La decisione è assai discutibile, perché si svincola dalla questione centrale (ossia il rapporto tra ammortizzatore e blocco dei licenziamenti) che, a ben vedere, sarebbe stata decisiva e ciò semplicemente fornendo un’interpretazione costituzionalmente orientata delle norme, senza scomodare la Consulta. Perché le ragioni addotte dal Tribunale non tengono conto del fatto che lo strumento assistenziale ed il blocco dei licenziamenti discendono da medesime norme e costituiscono un unicum inscindibile, posto che l’ammortizzatore sociale rappresenta il contrappeso necessario alla limitazione imposta alla libertà di impresa ex art. 41 Cost. ed è l’alternativa ovvia e necessaria a tutela dei lavoratori.
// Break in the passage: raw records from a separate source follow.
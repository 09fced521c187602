//! Diamond template family: rotated-square badges with team blocks
//! cantilevered off the badge's bounding box.

use crate::color::Color;
use crate::draw::{draw_centered_logo, draw_centered_text, draw_diamond, draw_rect, TextSize};
use crate::error::{LayoutError, Result};
use crate::geometry::{grow_box_for_text, GrowDirection, PixelBox};
use crate::layout::DiamondGeometry;
use crate::video::Frame;

use super::{DrawContext, Template};

const PANEL_OPACITY: f32 = 0.6;
const LABEL_TEXT_SCALE: f32 = 0.55;
/// Border diamond exceeds the fill diamond by this many pixels of diagonal.
const BORDER_EXTRA: i32 = 3;

pub struct DiamondTemplate;

impl DiamondTemplate {
    pub fn new() -> Self {
        Self
    }

    fn geometry<'a>(&self, ctx: &'a DrawContext) -> Result<&'a DiamondGeometry> {
        ctx.geometry.diamond().ok_or_else(|| {
            LayoutError::InvalidParameters {
                details: "diamond template driven with non-diamond geometry".to_string(),
            }
            .into()
        })
    }

    /// Badge: border diamond behind a filled diamond, logo centered on top.
    /// Returns the fill diamond's bounding box for anchoring neighbors.
    fn draw_badge(
        &self,
        frame: &mut Frame,
        ctx: &DrawContext,
        center: (i32, i32),
        half_diagonal: i32,
        fill: Color,
        logo_name: &str,
        logo_dims: (u32, u32),
    ) -> PixelBox {
        draw_diamond(frame, center, half_diagonal + BORDER_EXTRA, ctx.colors.border);
        let bbox = draw_diamond(frame, center, half_diagonal, fill);
        if let Some(logo) = ctx.named_asset(logo_name) {
            draw_centered_logo(frame, &logo, logo_dims.0, logo_dims.1, bbox, 0.0);
        }
        bbox
    }
}

impl Template for DiamondTemplate {
    fn name(&self) -> &str {
        "diamond"
    }

    fn draw_scoreboard(&self, frame: &mut Frame, ctx: &DrawContext) -> Result<()> {
        let geom = self.geometry(ctx)?;
        let (w, h) = (frame.width() as f64, frame.height() as f64);
        let colors = ctx.colors;
        let meta = ctx.meta;

        let center = (
            (geom.badge_center.0 * w).round() as i32,
            (geom.badge_center.1 * h).round() as i32,
        );
        let half = (geom.badge_half_frac * h).round() as i32;
        let bbox = self.draw_badge(
            frame,
            ctx,
            center,
            half,
            colors.fg,
            &meta.league_logo,
            ctx.geometry.league_logo_dims,
        );

        // Team blocks cantilever off the diamond's bounding box: score
        // adjacent to the badge, then name, then a jersey stripe outermost.
        let block_h = (geom.block_h_frac * h).round() as i32;
        let name_w = (geom.name_w_frac * w).round() as i32;
        let score_w = (geom.score_w_frac * w).round() as i32;
        let stripe_w = (geom.stripe_w_frac * w).round() as i32;
        let y0 = center.1 - block_h / 2;
        let y1 = center.1 + block_h / 2;

        let (home_score_text, visiting_score_text) = meta.score_text();
        let blocks = [
            (&meta.home, home_score_text, bbox.x0, -1),
            (&meta.visiting, visiting_score_text, bbox.x1, 1),
        ];

        for (team, score_text, anchor_x, dir) in blocks {
            let score_box = if dir < 0 {
                PixelBox::new(anchor_x - score_w, y0, anchor_x, y1)
            } else {
                PixelBox::new(anchor_x, y0, anchor_x + score_w, y1)
            };
            let name_box = if dir < 0 {
                PixelBox::new(score_box.x0 - name_w, y0, score_box.x0, y1)
            } else {
                PixelBox::new(score_box.x1, y0, score_box.x1 + name_w, y1)
            };
            let stripe_box = if dir < 0 {
                PixelBox::new(name_box.x0 - stripe_w, y0, name_box.x0, y1)
            } else {
                PixelBox::new(name_box.x1, y0, name_box.x1 + stripe_w, y1)
            };

            draw_rect(frame, score_box, Color::WHITE, 1.0);
            draw_rect(frame, name_box, colors.bg, 1.0);
            draw_rect(frame, stripe_box, team.palette()?[0], 1.0);

            if let Some(font) = ctx.font {
                let size = TextSize::FitBox(LABEL_TEXT_SCALE);
                draw_centered_text(frame, &score_text, score_box, Color::BLACK, size, 0.0, font);
                draw_centered_text(frame, &team.initials, name_box, colors.text, size, 0.0, font);
            }
        }

        Ok(())
    }

    fn draw_intro(&self, frame: &mut Frame, ctx: &DrawContext, _fade_alpha: f64) -> Result<()> {
        let geom = self.geometry(ctx)?;
        let (w, h) = (frame.width() as f64, frame.height() as f64);
        let meta = ctx.meta;
        let half = (geom.intro_half_frac * h).round() as i32;
        let band_y0 = (geom.intro_label_band.0 * h).round() as i32;
        let band_y1 = (geom.intro_label_band.1 * h).round() as i32;

        // One diamond per team, labels underneath growing toward each other.
        let sides = [
            (&meta.home, geom.intro_home_center, ctx.geometry.home_logo_dims, GrowDirection::Right),
            (
                &meta.visiting,
                geom.intro_visiting_center,
                ctx.geometry.visiting_logo_dims,
                GrowDirection::Left,
            ),
        ];
        for (team, center_frac, logo_dims, grow) in sides {
            let center = ((center_frac.0 * w).round() as i32, (center_frac.1 * h).round() as i32);
            let bbox = self.draw_badge(
                frame,
                ctx,
                center,
                half,
                team.palette()?[0],
                &team.logo,
                (logo_dims.0 * 2, logo_dims.1 * 2),
            );

            let mut label_box = PixelBox::new(bbox.x0, band_y0, bbox.x1, band_y1);
            if let Some(font) = ctx.font {
                label_box =
                    grow_box_for_text(label_box, &[&team.name], LABEL_TEXT_SCALE, grow, font);
            }
            draw_rect(frame, label_box, ctx.colors.bg, 1.0);
            if let Some(font) = ctx.font {
                draw_centered_text(
                    frame,
                    &team.name,
                    label_box,
                    ctx.colors.text,
                    TextSize::FitBox(LABEL_TEXT_SCALE),
                    0.0,
                    font,
                );
            }
        }

        Ok(())
    }

    fn draw_action(&self, frame: &mut Frame, ctx: &DrawContext) -> Result<()> {
        let geom = self.geometry(ctx)?;
        let action = &geom.action;
        let (w, h) = (frame.width(), frame.height());
        let colors = ctx.colors;
        let meta = ctx.meta;

        draw_rect(frame, action.chip.resolve(w, h), meta.home.palette()?[0], 1.0);

        let icon_dims = ctx.geometry.icon_dims;
        let player_icon_box = action.player_icon.resolve(w, h);
        draw_rect(frame, player_icon_box, colors.bg, 1.0);
        if let Some(icon) = ctx.named_asset("player") {
            draw_centered_logo(frame, &icon, icon_dims.0, icon_dims.1, player_icon_box, 0.0);
        }

        if let Some(player_name) = meta.player_name.as_deref() {
            let mut name_box = action.player_name.resolve(w, h);
            if let Some(font) = ctx.font {
                name_box = grow_box_for_text(
                    name_box,
                    &[player_name],
                    LABEL_TEXT_SCALE,
                    GrowDirection::Right,
                    font,
                );
            }
            draw_rect(frame, name_box, colors.fg, 1.0);
            if let Some(font) = ctx.font {
                draw_centered_text(
                    frame,
                    player_name,
                    name_box,
                    colors.text,
                    TextSize::FitBox(LABEL_TEXT_SCALE),
                    0.0,
                    font,
                );
            }
        }

        let action_icon_box = action.action_icon.resolve(w, h);
        draw_rect(frame, action_icon_box, colors.bg, 1.0);
        if let Some(icon) = ctx.named_asset(meta.action.icon_name()) {
            draw_centered_logo(frame, &icon, icon_dims.0, icon_dims.1, action_icon_box, 0.0);
        }

        let message_box = action.message.resolve(w, h);
        draw_rect(frame, message_box, colors.bg, PANEL_OPACITY);
        if let Some(font) = ctx.font {
            draw_centered_text(
                frame,
                meta.action.message(),
                message_box,
                colors.text,
                TextSize::FitBox(LABEL_TEXT_SCALE),
                0.0,
                font,
            );
        }

        Ok(())
    }
}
Del resto, la legge vieta tutti i licenziamenti organizzativi e non solo quelli che sono correlati alla riduzione di attività quale conseguenza dell’epidemia, per cui a fronte di una limitazione così ampia al potere organizzativo dell’imprenditore, altrettanto ampia deve essere la possibilità di ricorrere alla Cassa Integrazione.
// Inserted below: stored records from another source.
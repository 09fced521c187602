use image::{ImageBuffer, Rgba, RgbaImage};

/// A single video frame.
///
/// A thin wrapper around an RGBA image buffer with the pixel accessors the
/// draw primitives need. The alpha channel exists so decoded logos composite
/// correctly; source video frames are fully opaque.
#[derive(Clone, Debug, PartialEq)]
pub struct Frame {
    buffer: RgbaImage,
}

impl Frame {
    /// Create a new frame from an RGBA image buffer
    pub fn new(buffer: RgbaImage) -> Self {
        Self { buffer }
    }

    /// Create a new frame with the given dimensions filled with the specified color
    pub fn new_filled(width: u32, height: u32, color: [u8; 4]) -> Self {
        let buffer = ImageBuffer::from_fn(width, height, |_, _| Rgba(color));
        Self { buffer }
    }

    pub fn width(&self) -> u32 {
        self.buffer.width()
    }

    pub fn height(&self) -> u32 {
        self.buffer.height()
    }

    /// Get a pixel at the given coordinates (returns RGBA array)
    pub fn get_pixel(&self, x: u32, y: u32) -> [u8; 4] {
        self.buffer.get_pixel(x, y).0
    }

    /// Get a mutable reference to a pixel's channels
    pub fn get_pixel_mut(&mut self, x: u32, y: u32) -> &mut [u8; 4] {
        &mut self.buffer.get_pixel_mut(x, y).0
    }

    /// Set a pixel at the given coordinates
    pub fn set_pixel(&mut self, x: u32, y: u32, color: [u8; 4]) {
        self.buffer.put_pixel(x, y, Rgba(color));
    }

    /// Get the underlying image buffer
    pub fn as_image(&self) -> &RgbaImage {
        &self.buffer
    }

    /// Get a mutable reference to the underlying image buffer
    pub fn as_image_mut(&mut self) -> &mut RgbaImage {
        &mut self.buffer
    }

    /// Save the frame as a PNG file
    pub fn save_png<P: AsRef<std::path::Path>>(&self, path: P) -> Result<(), image::ImageError> {
        self.buffer.save(path)
    }
}

/// Frame-stream properties queried from the source before composition.
///
/// Width, height, and frame count always come from the stream's own metadata;
/// the layout resolver and the animation timeline must never assume them.
#[derive(Debug, Clone, Copy, PartialEq)]
pub struct SourceMetadata {
    pub width: u32,
    pub height: u32,
    pub fps: f64,
    pub frame_count: u64,
}
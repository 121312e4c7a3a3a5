use axum::{
    extract::{Path, State},
    http::{header, StatusCode},
    response::{Html, IntoResponse, Response},
};
use minijinja::context;
use std::sync::Arc;
use tracing::{debug, info};
use validator::Validate;

use crate::core::config::UploadConfig;
use crate::core::error::{AppError, Result};
use crate::core::extractor::FormPayload;
use crate::features::text_files::dtos::{
    first_validation_message, CreateTextFileDto, TextFileView, UpdateTextFileDto,
};
use crate::features::text_files::models::TextFile;
use crate::features::text_files::repositories::TextFileRepository;
use crate::features::text_files::services::{
    base_name, decode, describe_extensions, is_allowed_extension,
};
use crate::shared::flash::{Flash, IncomingFlashes};
use crate::shared::templates::Templates;

/// List all files, newest first, with the upload form
pub async fn list_files(
    State(repo): State<Arc<dyn TextFileRepository>>,
    State(templates): State<Arc<Templates>>,
    State(upload): State<Arc<UploadConfig>>,
    flashes: IncomingFlashes,
) -> Result<(IncomingFlashes, Html<String>)> {
    let files: Vec<TextFileView> = repo
        .list_all_by_recency()
        .await?
        .into_iter()
        .map(TextFileView::from)
        .collect();

    let html = templates.render(
        "index.html",
        context! {
            files => files,
            allowed_extensions => &upload.allowed_extensions,
            flashes => flashes.messages(),
        },
    )?;

    Ok((flashes, Html(html)))
}

/// Upload a new text file
///
/// Accepts multipart/form-data with:
/// - `file`: the text file (required)
/// - `display_name`: optional, defaults to the uploaded filename
pub async fn upload_file(
    State(repo): State<Arc<dyn TextFileRepository>>,
    State(upload): State<Arc<UploadConfig>>,
    flash: Flash,
    mut form: FormPayload,
) -> Result<Response> {
    let Some(file) = form.take_file("file") else {
        debug!("Upload rejected: no file selected");
        return Ok(redirect(flash.warning("Please select a TXT file to upload."), "/"));
    };

    if !is_allowed_extension(&file.file_name, &upload.allowed_extensions) {
        debug!("Upload rejected: extension not allowed for {}", file.file_name);
        return Ok(redirect(
            flash.warning(unsupported_type_message(&upload)),
            "/",
        ));
    }

    let display_name = trimmed_text(&form, "display_name")
        .unwrap_or_else(|| base_name(&file.file_name).to_string());

    debug!(
        "Decoding upload: filename={}, content_type={:?}, size={} bytes",
        file.file_name,
        file.content_type,
        file.data.len()
    );

    let dto = CreateTextFileDto {
        display_name,
        content: decode(&file.data),
        original_filename: file.file_name,
    };
    if let Err(errors) = dto.validate() {
        debug!("Upload rejected: {}", errors);
        return Ok(redirect(flash.warning(first_validation_message(&errors)), "/"));
    }

    let text_file = repo.create(dto.into()).await?;
    info!(
        "Uploaded text file {} ({} chars)",
        text_file.id,
        text_file.content.chars().count()
    );

    Ok(redirect(flash.success("File uploaded successfully!"), "/"))
}

/// Show one file and its content
pub async fn show_file(
    State(repo): State<Arc<dyn TextFileRepository>>,
    State(templates): State<Arc<Templates>>,
    flashes: IncomingFlashes,
    Path(id): Path<String>,
) -> Result<(IncomingFlashes, Html<String>)> {
    let text_file = find_text_file(repo.as_ref(), &id).await?;

    let html = templates.render(
        "detail.html",
        context! {
            text_file => TextFileView::from(text_file),
            flashes => flashes.messages(),
        },
    )?;

    Ok((flashes, Html(html)))
}

/// Edit form pre-populated with the current values
pub async fn edit_file_form(
    State(repo): State<Arc<dyn TextFileRepository>>,
    State(templates): State<Arc<Templates>>,
    flashes: IncomingFlashes,
    Path(id): Path<String>,
) -> Result<(IncomingFlashes, Html<String>)> {
    let text_file = find_text_file(repo.as_ref(), &id).await?;

    let html = templates.render(
        "edit.html",
        context! {
            text_file => TextFileView::from(text_file),
            flashes => flashes.messages(),
        },
    )?;

    Ok((flashes, Html(html)))
}

/// Apply an edit
///
/// A replacement `file` takes precedence over the `content` field. An empty
/// `content` field is valid; only a missing one is rejected.
pub async fn update_file(
    State(repo): State<Arc<dyn TextFileRepository>>,
    State(upload): State<Arc<UploadConfig>>,
    flash: Flash,
    Path(id): Path<String>,
    mut form: FormPayload,
) -> Result<Response> {
    let text_file = find_text_file(repo.as_ref(), &id).await?;
    let edit_url = format!("/files/{}/edit", text_file.id);

    let display_name =
        trimmed_text(&form, "display_name").unwrap_or_else(|| text_file.display_name.clone());

    let (content, original_filename) = match form.take_file("file") {
        Some(file) => {
            if !is_allowed_extension(&file.file_name, &upload.allowed_extensions) {
                debug!(
                    "Edit of {} rejected: extension not allowed for {}",
                    text_file.id, file.file_name
                );
                return Ok(redirect(
                    flash.warning(unsupported_type_message(&upload)),
                    &edit_url,
                ));
            }
            (Some(decode(&file.data)), Some(file.file_name))
        }
        None => (form.take_text("content"), None),
    };

    let Some(content) = content else {
        debug!("Edit of {} rejected: no content", text_file.id);
        return Ok(redirect(flash.warning("Content cannot be empty."), &edit_url));
    };

    let dto = UpdateTextFileDto {
        display_name,
        original_filename,
        content,
    };
    if let Err(errors) = dto.validate() {
        debug!("Edit of {} rejected: {}", text_file.id, errors);
        return Ok(redirect(flash.warning(first_validation_message(&errors)), &edit_url));
    }

    let updated = repo.update(text_file, dto.into()).await?;
    info!("Edited text file {}", updated.id);

    Ok(redirect(
        flash.success("File updated successfully."),
        &format!("/files/{}", updated.id),
    ))
}

/// Delete a file
pub async fn delete_file(
    State(repo): State<Arc<dyn TextFileRepository>>,
    flash: Flash,
    Path(id): Path<String>,
) -> Result<Response> {
    let text_file = find_text_file(repo.as_ref(), &id).await?;

    repo.delete(text_file.id).await?;
    info!("Deleted text file {}", text_file.id);

    Ok(redirect(flash.info("File deleted."), "/"))
}

/// Look up a file by its path segment; ids that do not parse are simply not found
async fn find_text_file(repo: &dyn TextFileRepository, raw_id: &str) -> Result<TextFile> {
    let not_found = || AppError::NotFound(format!("Text file {} not found", raw_id));

    let id: i64 = raw_id.parse().map_err(|_| not_found())?;
    repo.get(id).await?.ok_or_else(not_found)
}

fn trimmed_text(form: &FormPayload, name: &str) -> Option<String> {
    form.text(name)
        .map(str::trim)
        .filter(|s| !s.is_empty())
        .map(str::to_string)
}

fn unsupported_type_message(upload: &UploadConfig) -> String {
    format!(
        "Only {} files are supported.",
        describe_extensions(&upload.allowed_extensions)
    )
}

/// 302 redirect carrying the flash cookie
fn redirect(flash: Flash, location: &str) -> Response {
    (
        StatusCode::FOUND,
        flash,
        [(header::LOCATION, location.to_string())],
    )
        .into_response()
}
Dire, invece, come afferma il Tribunale che l’impresa è sì libera di riorganizzarsi, ma a sue spese se non sussiste un decremento del fatturato, significa imporre costi non più giustificabili in capo all’imprenditore e violare platealmente il principio di libertà organizzativa prevista dalla Costituzione. Inoltre la conseguenza ingiusta della decisione è quella di appiattire le dinamiche organizzative aziendali alla ricorrenza di perdite economiche (principio già superato pure in materia di licenziamento oggettivo) e, in secondo luogo, di paralizzare anche le imprese che richiedono investimenti e riorganizzazioni per continuare ad essere virtuose.
Non solo. La lettura che ne ha dato il Tribunale di Roma non appare compatibile anche con le nuove indicazioni delle parti sociali e del Governo che, a partire dal 1° luglio, hanno raccomandato l’uso della cassa Covid come alternativa al licenziamento. Se in caso di riorganizzazione non si può utilizzare la Cassa Integrazione, allora necessariamente si incentiva il ricorso al licenziamento organizzativo.
In conclusione, sarebbe stato comprensibile se il Tribunale avesse concluso nel senso che la riorganizzazione non era effettiva e non impattava sulla posizione del lavoratore. In questo caso certamente il ricorso alla Cassa Integrazione sarebbe stato abusivo, perché attivato senza riduzione di attività e senza alcuna situazione di esubero per il lavoratore. Ma questo non è scritto nell’Ordinanza.